Can I Sue my University for Violating Chapter 93A?

Q:        I’m a college student, and I believe my university has engaged in unfair and deceptive conduct in its relationship with me and other students.  Can I bring a lawsuit for violation of Chapter 93A?

A:        Generally, the answer is no.  For the Massachusetts consumer protection law (referred to as Chapter 93A) to apply, the entity being sued must have engaged in unfair or deceptive acts or practices “in the conduct of any trade or commerce.”  A charitable institution, such as a non-profit university, will typically be insulated from Chapter 93A liability if it can show that it was acting in furtherance of its core mission.     

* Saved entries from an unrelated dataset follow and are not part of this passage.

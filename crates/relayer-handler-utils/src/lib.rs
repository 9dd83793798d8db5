// Copyright 2022 Webb Technologies Inc.
//
// Licensed under the Apache License, Version 2.0 (the "License");
// you may not use this file except in compliance with the License.
// You may obtain a copy of the License at
//
// http://www.apache.org/licenses/LICENSE-2.0
//
// Unless required by applicable law or agreed to in writing, software
// distributed under the License is distributed on an "AS IS" BASIS,
// WITHOUT WARRANTIES OR CONDITIONS OF ANY KIND, either express or implied.
// See the License for the specific language governing permissions and
// limitations under the License.

#![allow(missing_docs)]
//! Request and response bodies shared by the HTTP handlers and the relayer.

use serde::{Deserialize, Serialize};

use confession_fee_oracle_backends::FeeSource;
use confession_relayer_store::SortOrder;
use confession_relayer_types::{Confession, VoteType};

/// Anonymous voter identity, generated and kept by the client.
pub const VISITOR_ID_HEADER: &str = "x-visitor-id";
/// Admin session token.
pub const ADMIN_SESSION_HEADER: &str = "x-admin-session";

/// Representation for IP address response
#[derive(Debug, Serialize)]
#[serde(rename_all = "camelCase")]
pub struct IpInformationResponse {
    pub ip: String,
}

/// `{ "success": true }`
#[derive(Debug, Serialize)]
pub struct SuccessResponse {
    pub success: bool,
}

impl SuccessResponse {
    pub fn ok() -> Self {
        Self { success: true }
    }
}

/// `{ "success": true, ..data }`
#[derive(Debug, Serialize)]
pub struct Success<T> {
    pub success: bool,
    #[serde(flatten)]
    pub data: T,
}

impl<T: Serialize> Success<T> {
    pub fn new(data: T) -> Self {
        Self {
            success: true,
            data,
        }
    }
}

/// Body of `POST /api/relayer/submit`.
///
/// Every field is optional at the wire level so that validation can report
/// all missing fields at once.
#[derive(Debug, Clone, Default, Deserialize)]
#[serde(rename_all = "camelCase", default)]
pub struct SubmitRequest {
    pub confession_text: Option<String>,
    pub category: Option<String>,
    pub payment_tx_hash: Option<String>,
}

/// Successful relayed submission.
#[derive(Debug, Serialize)]
#[serde(rename_all = "camelCase")]
pub struct SubmitResponse {
    pub success: bool,
    pub confession: Confession,
    /// The relayer's anchoring transaction.
    pub tx_hash: String,
    pub fee_source: FeeSource,
    #[serde(skip_serializing_if = "Option::is_none")]
    pub explorer_url: Option<String>,
}

/// `GET /api/relayer/info`
#[derive(Debug, Default, Serialize)]
#[serde(rename_all = "camelCase")]
pub struct RelayerInfoResponse {
    pub enabled: bool,
    pub relayer_address: Option<String>,
    /// Required fee in ether.
    pub fee: Option<String>,
    /// Required fee in wei.
    pub fee_wei: Option<String>,
    pub fee_source: Option<FeeSource>,
    /// Relayer balance in ether.
    pub balance: Option<String>,
    pub has_sufficient_balance: bool,
    pub contract_address: Option<String>,
    pub chain_id: Option<u64>,
}

/// Query string of `GET /api/confessions`.
#[derive(Debug, Clone, Default, Deserialize)]
#[serde(rename_all = "camelCase", default)]
pub struct ListQuery {
    pub category: Option<String>,
    pub sort: Option<SortOrder>,
    pub limit: Option<usize>,
    pub offset: Option<usize>,
}

/// A confession annotated with the requesting visitor's vote.
#[derive(Debug, Clone, PartialEq, Serialize)]
#[serde(rename_all = "camelCase")]
pub struct ConfessionWithVote {
    #[serde(flatten)]
    pub confession: Confession,
    pub user_vote: Option<VoteType>,
}

#[derive(Debug, Serialize)]
#[serde(rename_all = "camelCase")]
pub struct ConfessionListResponse {
    pub success: bool,
    pub confessions: Vec<ConfessionWithVote>,
}

#[derive(Debug, Serialize)]
#[serde(rename_all = "camelCase")]
pub struct ConfessionResponse {
    pub success: bool,
    pub confession: ConfessionWithVote,
}

/// Body of `POST /api/confessions/:id/vote`.
#[derive(Debug, Clone, Deserialize)]
#[serde(rename_all = "camelCase")]
pub struct VoteRequest {
    pub vote_type: VoteType,
    #[serde(default)]
    pub visitor_id: Option<String>,
}

/// Optional body of `DELETE /api/confessions/:id/vote`.
#[derive(Debug, Clone, Default, Deserialize)]
#[serde(rename_all = "camelCase", default)]
pub struct RemoveVoteRequest {
    pub visitor_id: Option<String>,
}

/// Body of `PATCH /api/confessions/:id/visibility`.
#[derive(Debug, Clone, Deserialize)]
#[serde(rename_all = "camelCase")]
pub struct VisibilityRequest {
    pub is_hidden: bool,
}

#[derive(Debug, Clone, Deserialize)]
#[serde(rename_all = "camelCase")]
pub struct PasswordRequest {
    pub password: String,
}

#[derive(Debug, Clone, Deserialize)]
#[serde(rename_all = "camelCase")]
pub struct NonceRequest {
    pub wallet_address: String,
}

#[derive(Debug, Clone, Deserialize)]
#[serde(rename_all = "camelCase")]
pub struct VerifyRequest {
    pub wallet_address: String,
    pub signature: String,
    pub message: String,
}

/// Response of `GET /api/admin/session`.
#[derive(Debug, Serialize)]
#[serde(rename_all = "camelCase")]
pub struct SessionStatusResponse {
    pub valid: bool,
    #[serde(skip_serializing_if = "Option::is_none")]
    pub wallet_address: Option<String>,
    #[serde(skip_serializing_if = "Option::is_none")]
    pub expires_in: Option<u64>,
}

#[cfg(test)]
mod tests {
    use super::*;
    use confession_relayer_types::Category;

    #[test]
    fn submit_request_tolerates_missing_fields() {
        let req: SubmitRequest =
            serde_json::from_str(r#"{"confessionText":"gm"}"#).unwrap();
        assert_eq!(req.confession_text.as_deref(), Some("gm"));
        assert!(req.category.is_none());
        assert!(req.payment_tx_hash.is_none());
    }

    #[test]
    fn user_vote_is_flattened_next_to_confession_fields() {
        let item = ConfessionWithVote {
            confession: Confession::anchored("gm", Category::Wisdom, "0xabc"),
            user_vote: Some(VoteType::Like),
        };
        let json = serde_json::to_value(&item).unwrap();
        assert_eq!(json["userVote"], "like");
        assert_eq!(json["displayText"], "gm");
        assert_eq!(json["isAnchored"], true);
    }

    #[test]
    fn list_query_parses_sort() {
        let q: ListQuery =
            serde_json::from_str(r#"{"sort":"top","limit":5}"#).unwrap();
        assert_eq!(q.sort, Some(SortOrder::Top));
        assert_eq!(q.limit, Some(5));
    }
}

For example, a Massachusetts court recently declined to permit a plaintiff to proceed with a Chapter 93A claim against Stonehill College based on Stonehill’s refusal to refund tuition payments and fees following the closure of its campus during the COVID-19 pandemic.  The court explained that “Stonehill’s decision to reimburse certain charges but not others was part of Stonehill’s larger process of deciding how best to continue educating its students” during a pandemic.      

In certain limited situations, however, a charitable institution may be deemed to have engaged in trade or commerce.  Such circumstances may arise where the institution has inserted itself into the commercial marketplace.